Carolina coal ash waste finds new home in north Georgia

Georgia Power's Plant Bowen in Cartersville, HYOSUB SHIN / HSHIN@AJC.COM

Credit: Willoughby Mariano

Credit: Willoughby Mariano

Georgia Power's Plant Bowen in Cartersville, HYOSUB SHIN / HSHIN@AJC.COM

Power behemoth Duke Energy is shipping coal ash that North and South Carolina don’t want to north Georgia.

For months, trucks full of coal ash have been bound from Gaston, NC for Homer, which is about 75 northeast of downtown Atlanta, because North Carolina law requires it be completely moved from a retired power plant by 2019. The ash, which contains toxins such as arsenic, is a byproduct from power plants that burn coal. Power plants wet it down and store the slurry in massive lagoons as a way to keep it from choking the air.

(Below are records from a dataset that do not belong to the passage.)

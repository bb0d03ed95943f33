//! Output formatting for text and JSON output.

use std::fmt::Write as _;

use anyhow::Result;
use citysense_core::DashboardSnapshot;
use citysense_types::{AreaMetric, MetricField, SensorReading};
use serde::Serialize;

/// Serialize any value as pretty-printed JSON.
pub fn as_json<T: Serialize + ?Sized>(value: &T) -> Result<String> {
    let mut json = serde_json::to_string_pretty(value)?;
    json.push('\n');
    Ok(json)
}

fn metric(value: f64) -> String {
    format!("{value:.2}")
}

fn optional_metric(value: Option<f64>) -> String {
    value.map(metric).unwrap_or_else(|| "-".to_string())
}

fn optional_area(value: Option<&AreaMetric>) -> String {
    value
        .map(|a| format!("{} ({})", a.area, metric(a.metric)))
        .unwrap_or_else(|| "-".to_string())
}

/// A measurement cell; values over their abnormal threshold get a `*`.
fn measurement(reading: &SensorReading, field: MetricField, exceeded: &[MetricField]) -> String {
    match reading.value(field) {
        Some(v) if exceeded.contains(&field) => format!("{v}*"),
        Some(v) => v.to_string(),
        None => "-".to_string(),
    }
}

fn area_section(out: &mut String, title: &str, rows: &[AreaMetric]) {
    let _ = writeln!(out, "{title}");
    if rows.is_empty() {
        let _ = writeln!(out, "  (no data)");
        return;
    }
    let width = rows.iter().map(|r| r.area.len()).max().unwrap_or(0);
    for row in rows {
        let _ = writeln!(out, "  {:<width$}  {:>8}", row.area, metric(row.metric));
    }
}

/// Render readings as an aligned table.
pub fn format_readings_text(readings: &[SensorReading]) -> String {
    if readings.is_empty() {
        return "  (no readings)\n".to_string();
    }

    let headers = ["TIMESTAMP", "SENSOR", "AREA", "NOISE_DB", "TRAFFIC", "PM25"];
    let rows: Vec<[String; 6]> = readings
        .iter()
        .map(|r| {
            let exceeded = r.exceeded_fields();
            [
                r.timestamp.clone(),
                r.sensor_id.clone(),
                r.area.clone(),
                measurement(r, MetricField::NoiseDb, &exceeded),
                measurement(r, MetricField::TrafficCount, &exceeded),
                measurement(r, MetricField::Pm25, &exceeded),
            ]
        })
        .collect();

    let mut widths = headers.map(str::len);
    for row in &rows {
        for (width, cell) in widths.iter_mut().zip(row) {
            *width = (*width).max(cell.len());
        }
    }

    let mut out = String::new();
    let line = |out: &mut String, cells: [&str; 6]| {
        let text = cells
            .iter()
            .zip(widths)
            .map(|(cell, width)| format!("{cell:<width$}"))
            .collect::<Vec<_>>()
            .join("  ");
        let _ = writeln!(out, "  {}", text.trim_end());
    };

    line(&mut out, headers);
    for row in &rows {
        line(&mut out, row.each_ref().map(String::as_str));
    }
    out
}

/// Render a full dashboard refresh.
///
/// Hourly traffic is shown for all 24 hours; hours without readings are
/// shown as 0.00.
pub fn format_dashboard_text(snapshot: &DashboardSnapshot) -> String {
    let kpis = &snapshot.kpis;
    let mut out = String::new();

    let _ = writeln!(out, "KPIs");
    let _ = writeln!(out, "  Average PM2.5:         {}", optional_metric(kpis.avg_pollution));
    let _ = writeln!(
        out,
        "  Worst pollution area:  {}",
        optional_area(kpis.worst_pollution_area.as_ref())
    );
    let _ = writeln!(
        out,
        "  Peak traffic hour:     {}",
        kpis.peak_traffic_hour
            .map(|h| format!("{:02}:00 ({})", h.hour, metric(h.metric)))
            .unwrap_or_else(|| "-".to_string())
    );
    let _ = writeln!(
        out,
        "  Noisiest area:         {}",
        optional_area(kpis.noisiest_area.as_ref())
    );
    let _ = writeln!(out, "  Abnormal readings:     {}", kpis.abnormal_count);
    out.push('\n');

    area_section(&mut out, "Average PM2.5 by area", &snapshot.area_avg_pollution);
    out.push('\n');

    let _ = writeln!(out, "Average traffic by hour (UTC)");
    if snapshot.traffic_by_hour.is_empty() {
        let _ = writeln!(out, "  (no data)");
    } else {
        for row in snapshot.traffic_by_hour_filled() {
            let _ = writeln!(out, "  {:02}:00  {:>8}", row.hour, metric(row.metric));
        }
    }
    out.push('\n');

    area_section(&mut out, "Average noise (dB) by area", &snapshot.area_avg_noise);
    out.push('\n');

    let listed = snapshot.abnormal_readings.len() as u64;
    if listed < kpis.abnormal_count {
        let _ = writeln!(
            out,
            "Abnormal readings (earliest {listed} of {})",
            kpis.abnormal_count
        );
    } else {
        let _ = writeln!(out, "Abnormal readings");
    }
    out.push_str(&format_readings_text(&snapshot.abnormal_readings));

    out
}

/// Render an area list, one per line.
pub fn format_areas_text(areas: &[String]) -> String {
    if areas.is_empty() {
        return "No areas found. Import readings with 'citysense import FILE'.\n".to_string();
    }
    areas.iter().map(|area| format!("{area}\n")).collect()
}
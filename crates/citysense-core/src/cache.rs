//! Short-lived cache of the distinct-area list.
//!
//! The area list only feeds the selection UI and changes rarely, so it is
//! kept for a bounded time. The cache is process-scoped: construct one at
//! startup, pass it where needed, and call [`AreaCache::invalidate`] after
//! any write that could introduce a new area.

use std::sync::{Mutex, PoisonError};
use std::time::{Duration, Instant};

use citysense_store::RecordStore;
use tracing::debug;

use crate::error::Result;

/// Default time an area list stays valid.
pub const DEFAULT_AREA_TTL: Duration = Duration::from_secs(60);

#[derive(Debug, Clone)]
struct CacheEntry {
    areas: Vec<String>,
    loaded_at: Instant,
}

/// Single-entry, time-bounded cache of [`RecordStore::distinct_areas`].
#[derive(Debug)]
pub struct AreaCache {
    ttl: Duration,
    entry: Mutex<Option<CacheEntry>>,
}

impl Default for AreaCache {
    fn default() -> Self {
        Self::new(DEFAULT_AREA_TTL)
    }
}

impl AreaCache {
    /// Create an empty cache whose entries expire after `ttl`.
    pub fn new(ttl: Duration) -> Self {
        Self {
            ttl,
            entry: Mutex::new(None),
        }
    }

    /// Validity window of a loaded list.
    pub fn ttl(&self) -> Duration {
        self.ttl
    }

    /// The sorted distinct areas, loaded from `store` on a miss or expiry.
    ///
    /// A failed load leaves the cache empty and returns the store error.
    pub fn areas<S: RecordStore + ?Sized>(&self, store: &S) -> Result<Vec<String>> {
        let mut entry = self.entry.lock().unwrap_or_else(PoisonError::into_inner);
        let now = Instant::now();

        if let Some(cached) = entry.as_ref() {
            if now.duration_since(cached.loaded_at) < self.ttl {
                debug!("Area cache hit ({} areas)", cached.areas.len());
                return Ok(cached.areas.clone());
            }
        }

        debug!("Area cache miss, loading distinct areas");
        *entry = None;
        let areas = store.distinct_areas()?;
        *entry = Some(CacheEntry {
            areas: areas.clone(),
            loaded_at: now,
        });

        Ok(areas)
    }

    /// Drop the cached list so the next call reloads it.
    pub fn invalidate(&self) {
        let mut entry = self.entry.lock().unwrap_or_else(PoisonError::into_inner);
        if entry.take().is_some() {
            debug!("Area cache invalidated");
        }
    }

    /// Whether a list is currently held and unexpired.
    pub fn is_fresh(&self) -> bool {
        let entry = self.entry.lock().unwrap_or_else(PoisonError::into_inner);
        entry
            .as_ref()
            .is_some_and(|cached| cached.loaded_at.elapsed() < self.ttl)
    }
}

#[cfg(test)]
mod tests {
    use super::*;
    use std::cell::Cell;

    use citysense_store::{
        GroupRow, Grouping, MemoryStore, Projection, ReadingFilter, Result as StoreResult,
    };
    use citysense_types::SensorReading;

    /// Wraps a store and counts `distinct_areas` calls.
    struct CountingStore {
        inner: MemoryStore,
        loads: Cell<usize>,
    }

    impl RecordStore for CountingStore {
        fn run_grouping(&self, f: &ReadingFilter, g: &Grouping) -> StoreResult<Vec<GroupRow>> {
            self.inner.run_grouping(f, g)
        }

        fn run_projection(
            &self,
            f: &ReadingFilter,
            p: &Projection,
        ) -> StoreResult<Vec<SensorReading>> {
            self.inner.run_projection(f, p)
        }

        fn run_count(&self, f: &ReadingFilter) -> StoreResult<u64> {
            self.inner.run_count(f)
        }

        fn distinct_areas(&self) -> StoreResult<Vec<String>> {
            self.loads.set(self.loads.get() + 1);
            self.inner.distinct_areas()
        }
    }

    fn counting(areas: &[&str]) -> CountingStore {
        CountingStore {
            inner: areas
                .iter()
                .map(|a| SensorReading::new("s", *a, "2024-05-01T08:00", 0, 0, 0))
                .collect(),
            loads: Cell::new(0),
        }
    }

    #[test]
    fn test_second_call_within_ttl_is_served_from_cache() {
        let store = counting(&["B", "A"]);
        let cache = AreaCache::new(Duration::from_secs(60));

        assert_eq!(cache.areas(&store).unwrap(), vec!["A", "B"]);
        assert_eq!(cache.areas(&store).unwrap(), vec!["A", "B"]);
        assert_eq!(store.loads.get(), 1);
        assert!(cache.is_fresh());
    }

    #[test]
    fn test_invalidate_forces_reload() {
        let mut store = counting(&["A"]);
        let cache = AreaCache::default();

        assert_eq!(cache.areas(&store).unwrap(), vec!["A"]);
        store
            .inner
            .insert(SensorReading::new("s", "New Area", "2024-05-01T08:00", 0, 0, 0));

        // Stale until invalidated.
        assert_eq!(cache.areas(&store).unwrap(), vec!["A"]);

        cache.invalidate();
        assert!(!cache.is_fresh());
        assert_eq!(cache.areas(&store).unwrap(), vec!["A", "New Area"]);
        assert_eq!(store.loads.get(), 2);
    }

    #[test]
    fn test_zero_ttl_always_reloads() {
        let store = counting(&["A"]);
        let cache = AreaCache::new(Duration::ZERO);

        cache.areas(&store).unwrap();
        cache.areas(&store).unwrap();
        assert_eq!(store.loads.get(), 2);
        assert!(!cache.is_fresh());
    }

    #[test]
    fn test_default_ttl() {
        assert_eq!(AreaCache::default().ttl(), Duration::from_secs(60));
    }
}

North Carolina has wanted little to do with coal ash since a pond dumped some 39 tons of it into the Dan River in 2014. South Carolina doesn't want the stuff either, so Duke Energy is sending some 1.4 million tons of coal ash from a power station in the northwest part of that state to Homer.

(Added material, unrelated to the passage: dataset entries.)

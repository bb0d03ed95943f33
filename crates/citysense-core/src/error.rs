//! Error types for citysense-core.

/// Result type alias using citysense-core's Error type.
pub type Result<T> = std::result::Result<T, Error>;

/// Errors surfaced by the analytics engine.
///
/// Only store-level failures are errors. Malformed records are absorbed
/// while aggregating, and an empty population yields empty results rather
/// than an error.
#[derive(Debug, thiserror::Error)]
pub enum Error {
    /// The record store could not serve a query.
    ///
    /// Propagated unchanged and never retried by the engine.
    #[error("Store unavailable: {0}")]
    StoreUnavailable(#[from] citysense_store::Error),
}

There is no such resistance to coal ash in Georgia, which has a decades-long history of leaks and spills, an Atlanta Journal-Constitution investigation found earlier this year.

Scientists warn the waste needs to stay in lined facilities, well away from bodies of water, criteria which Homer's dump meets. Unlike most of Georgia's coal ash impoundments, it's lined with synthetic and natural materials that are supposed to keep toxins from the ash from escaping into the environment, reports state.